Sleep Laboratory clinical trials

View clinical trials related to Sleep Laboratory.

Filter by:
  • None
  • Page 1

NCT ID: NCT02325128 Completed - Clinical trials for Social Anxiety Disorder

Augmentation of Exposure Therapy for High Levels of Social Anxiety Using Post-exposure Naps

SANAP
Start date: January 2015
Phase: N/A
Study type: Interventional

Investigators will examine whether post-exposure naps can be used to strengthen therapeutic extinction memories formed during exposure therapy for extreme social anxiety.

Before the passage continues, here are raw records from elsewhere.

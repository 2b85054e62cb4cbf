//! Method registry.
//!
//! Two separate tables map method names to handlers: one for requests (which
//! produce a result) and one for notifications (fire-and-forget). Handlers are
//! registered with typed parameters; decoding and result serialisation happen
//! here so the router only ever sees [`serde_json::Value`].
//!
//! Calling an erased handler decodes the params and runs the user closure
//! immediately; only the future it returns is deferred. The router relies on
//! this to apply each message's synchronous effects in arrival order.
//!
//! Registering the same method twice on one table is rejected with
//! [`AppError::DuplicateMethod`].

use std::collections::HashMap;
use std::fmt;
use std::future::{self, Future};
use std::pin::Pin;
use std::sync::Arc;

use serde::de::DeserializeOwned;
use serde::Serialize;
use serde_json::Value;

use crate::{AppError, Result};

/// Boxed future returned by an erased request handler.
pub type RequestFuture = Pin<Box<dyn Future<Output = Result<Value>> + Send>>;

/// Boxed future returned by an erased notification handler.
pub type NotificationFuture = Pin<Box<dyn Future<Output = Result<()>> + Send>>;

pub(crate) type RequestHandler = Arc<dyn Fn(Value) -> RequestFuture + Send + Sync>;
pub(crate) type NotificationHandler = Arc<dyn Fn(Value) -> NotificationFuture + Send + Sync>;

/// Request and notification dispatch tables for one connection.
#[derive(Default)]
pub struct MethodRegistry {
    requests: HashMap<String, RequestHandler>,
    notifications: HashMap<String, NotificationHandler>,
}

impl MethodRegistry {
    /// Create an empty registry.
    #[must_use]
    pub fn new() -> Self {
        Self::default()
    }

    /// Register the handler for request `method`.
    ///
    /// The handler receives params decoded into `P`; its `R` result is
    /// serialised into the response. Params that fail to decode are answered
    /// with [`AppError::InvalidParams`] without invoking the handler.
    ///
    /// # Errors
    ///
    /// Returns [`AppError::DuplicateMethod`] if `method` already has a
    /// request handler.
    pub fn register_request<P, R, F, Fut>(&mut self, method: &str, handler: F) -> Result<()>
    where
        P: DeserializeOwned + Send + 'static,
        R: Serialize + Send + 'static,
        F: Fn(P) -> Fut + Send + Sync + 'static,
        Fut: Future<Output = Result<R>> + Send + 'static,
    {
        if self.requests.contains_key(method) {
            return Err(AppError::DuplicateMethod(format!(
                "request `{method}` is already registered"
            )));
        }

        let handler = Arc::new(handler);
        let name = method.to_owned();
        let erased: RequestHandler = Arc::new(move |params: Value| -> RequestFuture {
            let params: P = match decode_params(&name, params) {
                Ok(params) => params,
                Err(err) => return Box::pin(future::ready(Err(err))),
            };
            // The handler body up to its first await runs here, at dispatch.
            let pending = handler(params);
            let method = name.clone();
            Box::pin(async move {
                let result = pending.await?;
                serde_json::to_value(result).map_err(|e| {
                    AppError::Handler(format!("failed to serialise `{method}` result: {e}"))
                })
            })
        });

        self.requests.insert(method.to_owned(), erased);
        Ok(())
    }

    /// Register the handler for notification `method`.
    ///
    /// # Errors
    ///
    /// Returns [`AppError::DuplicateMethod`] if `method` already has a
    /// notification handler.
    pub fn register_notification<P, F, Fut>(&mut self, method: &str, handler: F) -> Result<()>
    where
        P: DeserializeOwned + Send + 'static,
        F: Fn(P) -> Fut + Send + Sync + 'static,
        Fut: Future<Output = Result<()>> + Send + 'static,
    {
        if self.notifications.contains_key(method) {
            return Err(AppError::DuplicateMethod(format!(
                "notification `{method}` is already registered"
            )));
        }

        let handler = Arc::new(handler);
        let name = method.to_owned();
        let erased: NotificationHandler = Arc::new(move |params: Value| -> NotificationFuture {
            match decode_params(&name, params) {
                Ok(params) => Box::pin(handler(params)),
                Err(err) => Box::pin(future::ready(Err(err))),
            }
        });

        self.notifications.insert(method.to_owned(), erased);
        Ok(())
    }

    /// Whether a request handler exists for `method`.
    #[must_use]
    pub fn has_request(&self, method: &str) -> bool {
        self.requests.contains_key(method)
    }

    /// Whether a notification handler exists for `method`.
    #[must_use]
    pub fn has_notification(&self, method: &str) -> bool {
        self.notifications.contains_key(method)
    }

    pub(crate) fn request_handler(&self, method: &str) -> Option<RequestHandler> {
        self.requests.get(method).cloned()
    }

    pub(crate) fn notification_handler(&self, method: &str) -> Option<NotificationHandler> {
        self.notifications.get(method).cloned()
    }
}

impl fmt::Debug for MethodRegistry {
    fn fmt(&self, f: &mut fmt::Formatter<'_>) -> fmt::Result {
        let mut requests: Vec<_> = self.requests.keys().collect();
        let mut notifications: Vec<_> = self.notifications.keys().collect();
        requests.sort();
        notifications.sort();
        f.debug_struct("MethodRegistry")
            .field("requests", &requests)
            .field("notifications", &notifications)
            .finish()
    }
}

fn decode_params<P: DeserializeOwned>(method: &str, params: Value) -> Result<P> {
    serde_json::from_value(params)
        .map_err(|e| AppError::InvalidParams(format!("`{method}`: {e}")))
}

Thirty-two individuals with high levels of social anxiety, evidenced by scores of 60 or greater on the Liebowitz Social Anxiety Scale, by self-report during a clinical interview and by demonstrated enhanced psychophysiological reactivity when imagining a socially stressful scenario, will be enrolled as one of four participants in one of eight successive offerings of a validated 5-session exposure-based group treatment for extreme social anxiety. The third and fourth sessions conclude with each participant delivering a speech on a topic individually chosen to elicit significant social anxiety. Following these sessions, participants will go to the sleep laboratory where two will be given a 2-hour sleep opportunity with polysomnographic (PSG) monitoring and two will be similarly instrumented but undergo 2 hours of monitored quiet wakefulness. Before and after treatment, participants will be individually assessed for social anxiety symptoms using standardized self-report instruments and a Trier Social Stress Test (TSST) modified for continuous psychophysiological monitoring. Ambulatory monitoring of home sleep will also be obtained using actigraphy and sleep diaries. The investigators hypothesize that, post treatment, those individuals who napped will show greater questionnaire-based clinical improvement as well as lesser psychophysiological reactivity during the modified TSST compared to those who remained quietly awake. The investigators further hypothesize that characteristics of sleep quality and architecture during naps, specifically durations of total sleep, REM and slow-wave sleep, as well as REM continuity, will predict greater clinical improvement and lesser psychophysiological reactivity to the TSST in those who napped following their third and fourth therapy sessions. Positive results will provide the first proof-of-principle for sleep augmentation of exposure therapy for clinically significant extreme social anxiety.